Exercise description: How many lines in the data hold the string "voice"? State the number alone.

Data extract:

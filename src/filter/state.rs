//! Oscillator state
//!
//! The state vector carried from one step to the next: position and velocity
//! of the simulated mass, plus the parameters that stay fixed for the life
//! of the stream.

use std::fmt;
use thiserror::Error;

use super::Sample;

/// Default position
pub const DEFAULT_POSITION: Sample = 0;
/// Default velocity
pub const DEFAULT_VELOCITY: Sample = 0;
/// Default inverse of the squared natural frequency
pub const DEFAULT_INVERSE_FREQUENCY_SQUARED: Sample = 301;
/// Default damping numerator (no damping)
pub const DEFAULT_DAMPING_NUMERATOR: Sample = 0;
/// Default damping denominator
pub const DEFAULT_DAMPING_DENOMINATOR: Sample = 1;

/// Errors that make a parameter set unusable
#[derive(Error, Debug, Clone, Copy, PartialEq, Eq)]
pub enum ConfigError {
    #[error("inverse frequency squared must be non-zero")]
    ZeroInverseFrequencySquared,

    #[error("damping denominator must be non-zero")]
    ZeroDampingDenominator,
}

/// Persistent filter state
///
/// Only [`OscillatorState::initialize`] constructs one, and only the step
/// function mutates it.
#[derive(Debug, Clone, Copy, PartialEq, Eq)]
#[cfg_attr(feature = "serde", derive(serde::Serialize))]
pub struct OscillatorState {
    /// Simulated position, the filter output
    pub(super) position: Sample,

    /// Rate of change of position
    pub(super) velocity: Sample,

    /// Reciprocal of the squared natural frequency (restoring force divisor)
    inverse_frequency_squared: Sample,

    /// Damping ratio numerator
    damping_numerator: Sample,

    /// Damping ratio denominator
    damping_denominator: Sample,
}

impl OscillatorState {
    /// Create a state from initial position and velocity and the three
    /// filter parameters
    ///
    /// Every value is accepted except a zero divisor.
    pub fn initialize(
        position: Sample,
        velocity: Sample,
        inverse_frequency_squared: Sample,
        damping_numerator: Sample,
        damping_denominator: Sample,
    ) -> Result<Self, ConfigError> {
        if inverse_frequency_squared == 0 {
            return Err(ConfigError::ZeroInverseFrequencySquared);
        }
        if damping_denominator == 0 {
            return Err(ConfigError::ZeroDampingDenominator);
        }

        Ok(OscillatorState {
            position,
            velocity,
            inverse_frequency_squared,
            damping_numerator,
            damping_denominator,
        })
    }

    /// Current position
    #[inline]
    pub fn position(&self) -> Sample {
        self.position
    }

    /// Current velocity
    #[inline]
    pub fn velocity(&self) -> Sample {
        self.velocity
    }

    #[inline]
    pub fn inverse_frequency_squared(&self) -> Sample {
        self.inverse_frequency_squared
    }

    #[inline]
    pub fn damping_numerator(&self) -> Sample {
        self.damping_numerator
    }

    #[inline]
    pub fn damping_denominator(&self) -> Sample {
        self.damping_denominator
    }

    /// Velocity derivative at a perturbed point
    ///
    /// `force - position / f2inv - (velocity / rq) * rp`, dividing before
    /// multiplying in the damping term.
    #[inline]
    pub(super) fn acceleration(
        &self,
        force: Sample,
        position: Sample,
        velocity: Sample,
    ) -> Sample {
        let restoring = position.wrapping_div(self.inverse_frequency_squared);
        let damping = velocity
            .wrapping_div(self.damping_denominator)
            .wrapping_mul(self.damping_numerator);
        force.wrapping_sub(restoring).wrapping_sub(damping)
    }
}

impl Default for OscillatorState {
    fn default() -> Self {
        OscillatorState {
            position: DEFAULT_POSITION,
            velocity: DEFAULT_VELOCITY,
            inverse_frequency_squared: DEFAULT_INVERSE_FREQUENCY_SQUARED,
            damping_numerator: DEFAULT_DAMPING_NUMERATOR,
            damping_denominator: DEFAULT_DAMPING_DENOMINATOR,
        }
    }
}

impl fmt::Display for OscillatorState {
    fn fmt(&self, f: &mut fmt::Formatter<'_>) -> fmt::Result {
        write!(
            f,
            "y0={} y1={} f2inv={} damping={}/{}",
            self.position,
            self.velocity,
            self.inverse_frequency_squared,
            self.damping_numerator,
            self.damping_denominator
        )
    }
}
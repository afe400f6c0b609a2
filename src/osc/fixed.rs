//! Scaled multiply/divide helpers
//!
//! Products are computed in full when they fit and fall back to dividing
//! first when they would overflow, trading precision for range.

use crate::filter::Sample;

/// `a * b / c`, or `(a / c) * b` saturating when the product overflows
#[inline]
pub fn mult_div(a: Sample, b: Sample, c: Sample) -> Sample {
    match a.checked_mul(b) {
        Some(ab) => ab / c,
        None => (a / c).saturating_mul(b),
    }
}

/// `a * b / c²`, or `(a / c) * (b / c)` when the product overflows
#[inline]
pub fn mult_div2(a: Sample, b: Sample, c: Sample) -> Sample {
    match a.checked_mul(b) {
        Some(ab) => ab / c.wrapping_mul(c),
        None => (a / c).wrapping_mul(b / c),
    }
}

/// `(a + b) / c`, or `a / c + b / c` saturating when the sum overflows
#[inline]
pub fn add_div(a: Sample, b: Sample, c: Sample) -> Sample {
    match a.checked_add(b) {
        Some(ab) => ab / c,
        None => (a / c).saturating_add(b / c),
    }
}
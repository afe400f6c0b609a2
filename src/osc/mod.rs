//! Fixed-point waveform generators
//!
//! Free-running oscillators built on the same integer RK4 scheme as the
//! filter, plus shapes derived from them and a two-operator FM voice.

mod fixed;
mod fm;
mod oscillator;
mod shapes;

pub use fixed::*;
pub use fm::*;
pub use oscillator::*;
pub use shapes::*;

use log::debug;
use std::io::{self, Write};

use crate::filter::{Sample, SAMPLE_BYTES};

/// Samples rendered per write
const RENDER_BLOCK: usize = 1024;

/// A sound source stepped one sample at a time
pub trait Generator {
    /// State carried between steps
    type State: Copy;

    /// State before the first step
    fn initial_state(&self) -> Self::State;

    /// Advance by one step with driving input `x0`
    fn step(&self, state: Self::State, x0: Sample) -> Self::State;

    /// Sample emitted for `state`
    fn output(state: &Self::State) -> Sample;
}

/// Raise `omega` by one equal-tempered semitone
#[inline]
pub fn semitone_up(omega: Sample) -> Sample {
    mult_div(omega, 34716, 32768)
}

/// Write the undriven output of `generator` to `out` as little-endian
/// samples, stopping after `limit` samples if given
///
/// A consumer closing the output ends rendering normally. Returns the
/// number of samples written.
pub fn render<G, W>(generator: &G, mut out: W, limit: Option<u64>) -> io::Result<u64>
where
    G: Generator,
    W: Write,
{
    let mut state = generator.initial_state();
    let mut written: u64 = 0;
    let mut buf: Vec<u8> = Vec::with_capacity(RENDER_BLOCK * SAMPLE_BYTES);

    loop {
        let remaining = limit.map_or(RENDER_BLOCK as u64, |limit| limit - written);
        let count = remaining.min(RENDER_BLOCK as u64) as usize;
        if count == 0 {
            break;
        }

        buf.clear();
        for _ in 0..count {
            state = generator.step(state, 0);
            buf.extend_from_slice(&G::output(&state).to_le_bytes());
        }

        match out.write_all(&buf) {
            Ok(()) => written += count as u64,
            Err(err) if err.kind() == io::ErrorKind::BrokenPipe => {
                debug!("Output closed after {} samples", written);
                return Ok(written);
            }
            Err(err) => return Err(err),
        }
    }

    match out.flush() {
        Ok(()) => Ok(written),
        Err(err) if err.kind() == io::ErrorKind::BrokenPipe => Ok(written),
        Err(err) => Err(err),
    }
}
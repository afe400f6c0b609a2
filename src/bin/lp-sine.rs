//! lp-sine - Fixed-point sine generator
//!
//! Writes the position and velocity of an undamped oscillator to standard
//! output, interleaved as little-endian `i32` pairs, starting with the
//! initial state.

use anyhow::{Context, Result};
use clap::Parser;
use log::debug;
use std::io::{self, Write};

use lowpass::osc::Oscillator;
use lowpass::Sample;

/// Command line arguments for lp-sine
#[derive(Parser, Debug)]
#[command(author, version, about)]
struct Args {
    /// Angular frequency (Q16 radians per sample)
    #[arg(value_name = "OMEGA", allow_negative_numbers = true)]
    omega: Sample,

    /// Stop after this many steps instead of running until stdout closes
    #[arg(short = 'n', long)]
    count: Option<u64>,

    /// Enable debug logging
    #[arg(short, long)]
    debug: bool,
}

fn main() -> Result<()> {
    let args = Args::parse();

    let level = if args.debug { "debug" } else { "warn" };
    env_logger::Builder::from_env(env_logger::Env::default().default_filter_or(level)).init();

    let osc = Oscillator::from_omega(args.omega);
    let mut phase = osc.initial_state();
    debug!("Sine oscillator {:?} starting at {:?}", osc, phase);

    let stdout = io::stdout();
    let mut out = io::BufWriter::new(stdout.lock());
    let mut steps: u64 = 0;

    while args.count.map_or(true, |count| steps < count) {
        let mut frame = [0u8; 8];
        frame[..4].copy_from_slice(&phase.y0.to_le_bytes());
        frame[4..].copy_from_slice(&phase.y1.to_le_bytes());

        match out.write_all(&frame) {
            Ok(()) => (),
            Err(err) if err.kind() == io::ErrorKind::BrokenPipe => {
                debug!("Output closed after {} steps", steps);
                return Ok(());
            }
            Err(err) => return Err(err).context("Failed to write samples"),
        }

        phase = osc.step(phase, 0);
        steps += 1;
    }

    match out.flush() {
        Err(err) if err.kind() != io::ErrorKind::BrokenPipe => Err(err).context("Failed to write samples"),
        _ => Ok(()),
    }
}
//! Frequency modulation
//!
//! A modulator oscillator bends the carrier's angular frequency on every
//! step by `modulator.y0 / 32768 * index / 65536`.

use super::fixed::mult_div;
use super::{Generator, Oscillator, Phase};
use crate::filter::Sample;

/// Two-operator FM voice
#[derive(Debug, Clone, Copy, PartialEq, Eq)]
#[cfg_attr(feature = "serde", derive(serde::Serialize, serde::Deserialize))]
pub struct Fm {
    /// Audible oscillator
    pub carrier: Oscillator,

    /// Oscillator driving the carrier's frequency
    pub modulator: Oscillator,

    /// Modulation depth
    pub index: Sample,
}

#[derive(Debug, Clone, Copy, PartialEq, Eq)]
pub struct FmState {
    /// Carrier position
    pub y0: Sample,
    pub carrier: Phase,
    pub modulator: Phase,
}

impl Fm {
    /// Carrier parameters for the step following modulator state `modulator`
    fn bent_carrier(&self, modulator: &Phase) -> Oscillator {
        let deviation = mult_div(modulator.y0 / 32768, self.index, 65536);
        Oscillator {
            omega: self.carrier.omega.wrapping_add(deviation),
            zeta: self.carrier.zeta,
        }
    }
}

impl Generator for Fm {
    type State = FmState;

    fn initial_state(&self) -> FmState {
        FmState {
            y0: 0,
            carrier: self.carrier.initial_state(),
            modulator: self.modulator.initial_state(),
        }
    }

    fn step(&self, state: FmState, x0: Sample) -> FmState {
        let modulator = self.modulator.step(state.modulator, 0);
        let carrier = self.bent_carrier(&modulator).step(state.carrier, x0);
        FmState {
            y0: carrier.y0,
            carrier,
            modulator,
        }
    }

    fn output(state: &FmState) -> Sample {
        state.y0
    }
}
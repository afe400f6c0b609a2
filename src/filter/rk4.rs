//! Fourth-order Runge-Kutta step
//!
//! Integrates
//!
//! ```text
//!   y0' = y1
//!   y1' = x(t) - y0 / f2inv - (y1 / rq) * rp
//! ```
//!
//! over one unit of time in integer arithmetic. Every division truncates
//! toward zero and every operation wraps on overflow, so the output is
//! reproducible bit for bit.

use super::{OscillatorState, Sample};

/// Slope estimate of one stage
#[derive(Debug, Clone, Copy, PartialEq, Eq)]
struct Slope {
    /// Derivative of position
    position: Sample,

    /// Derivative of velocity
    velocity: Sample,
}

/// Driving force halfway through the interval
///
/// Both endpoints are halved separately, so `midpoint(3, 5)` is 3 rather
/// than 4.
#[inline]
pub fn midpoint(x: Sample, x_next: Sample) -> Sample {
    (x / 2).wrapping_add(x_next / 2)
}

/// Weighted RK4 combination `(a + 2b + 2c + d) / 6`
#[inline]
fn combine(a: Sample, b: Sample, c: Sample, d: Sample) -> Sample {
    a.wrapping_add(b.wrapping_mul(2))
        .wrapping_add(c.wrapping_mul(2))
        .wrapping_add(d)
        / 6
}

/// Advance `state` by one step and return the new position
///
/// `x` and `x_next` are the driving force at the start and end of the step.
pub fn step(state: &mut OscillatorState, x: Sample, x_next: Sample) -> Sample {
    let y0 = state.position;
    let y1 = state.velocity;
    let xi = midpoint(x, x_next);

    let k1 = Slope {
        position: y1,
        velocity: state.acceleration(x, y0, y1),
    };

    let k2 = Slope {
        position: y1.wrapping_add(k1.velocity / 2),
        velocity: state.acceleration(
            xi,
            y0.wrapping_add(k1.position / 2),
            y1.wrapping_add(k1.velocity / 2),
        ),
    };

    let k3 = Slope {
        position: y1.wrapping_add(k2.velocity / 2),
        velocity: state.acceleration(
            xi,
            y0.wrapping_add(k2.position / 2),
            y1.wrapping_add(k2.velocity / 2),
        ),
    };

    let k4 = Slope {
        position: y1.wrapping_add(k3.velocity),
        velocity: state.acceleration(
            x_next,
            y0.wrapping_add(k3.position),
            y1.wrapping_add(k3.velocity),
        ),
    };

    state.position = y0.wrapping_add(combine(k1.position, k2.position, k3.position, k4.position));
    state.velocity = y1.wrapping_add(combine(k1.velocity, k2.velocity, k3.velocity, k4.velocity));

    state.position
}
//! Per-step diagnostics
//!
//! After every step the filter reports its new position and velocity to a
//! [`StepTrace`]. The stock sink writes them as `position<TAB>velocity`
//! lines; tests collect them into a `Vec`.

use log::warn;
use std::io::{self, Write};

use super::Sample;

/// Receiver of the state after each step
pub trait StepTrace {
    /// Record the state after one step
    fn record(&mut self, position: Sample, velocity: Sample);

    /// Push out anything buffered
    fn flush(&mut self) {}
}

/// Sink that discards everything
#[derive(Debug, Default, Clone, Copy)]
pub struct NoTrace;

impl StepTrace for NoTrace {
    #[inline]
    fn record(&mut self, _position: Sample, _velocity: Sample) {}
}

impl StepTrace for Vec<(Sample, Sample)> {
    fn record(&mut self, position: Sample, velocity: Sample) {
        self.push((position, velocity));
    }
}

/// Sink that writes one tab-separated line per step
///
/// The first write error is logged and silences the sink; filtering goes on
/// without diagnostics.
pub struct WriterTrace<W: Write> {
    /// Buffered destination
    out: io::BufWriter<W>,

    /// Set after a failed write
    failed: bool,
}

impl<W: Write> WriterTrace<W> {
    /// Create a new trace sink writing to `out`
    pub fn new(out: W) -> Self {
        WriterTrace {
            out: io::BufWriter::new(out),
            failed: false,
        }
    }

    /// Whether a write error has silenced this sink
    pub fn has_failed(&self) -> bool {
        self.failed
    }

    /// Flush and return the underlying writer
    pub fn into_inner(mut self) -> W {
        StepTrace::flush(&mut self);
        match self.out.into_inner() {
            Ok(out) => out,
            Err(err) => err.into_inner().into_parts().0,
        }
    }

    fn fail(&mut self, err: io::Error) {
        warn!("Diagnostic output failed, disabling step trace: {}", err);
        self.failed = true;
    }
}

impl WriterTrace<io::Stderr> {
    /// Trace sink on standard error
    pub fn stderr() -> Self {
        WriterTrace::new(io::stderr())
    }
}

impl<W: Write> StepTrace for WriterTrace<W> {
    fn record(&mut self, position: Sample, velocity: Sample) {
        if self.failed {
            return;
        }
        if let Err(err) = writeln!(self.out, "{}\t{}", position, velocity) {
            self.fail(err);
        }
    }

    fn flush(&mut self) {
        if self.failed {
            return;
        }
        if let Err(err) = self.out.flush() {
            self.fail(err);
        }
    }
}

impl<T: StepTrace + ?Sized> StepTrace for &mut T {
    fn record(&mut self, position: Sample, velocity: Sample) {
        (**self).record(position, velocity);
    }

    fn flush(&mut self) {
        (**self).flush();
    }
}

impl<T: StepTrace + ?Sized> StepTrace for Box<T> {
    fn record(&mut self, position: Sample, velocity: Sample) {
        (**self).record(position, velocity);
    }

    fn flush(&mut self) {
        (**self).flush();
    }
}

Exercise output: 2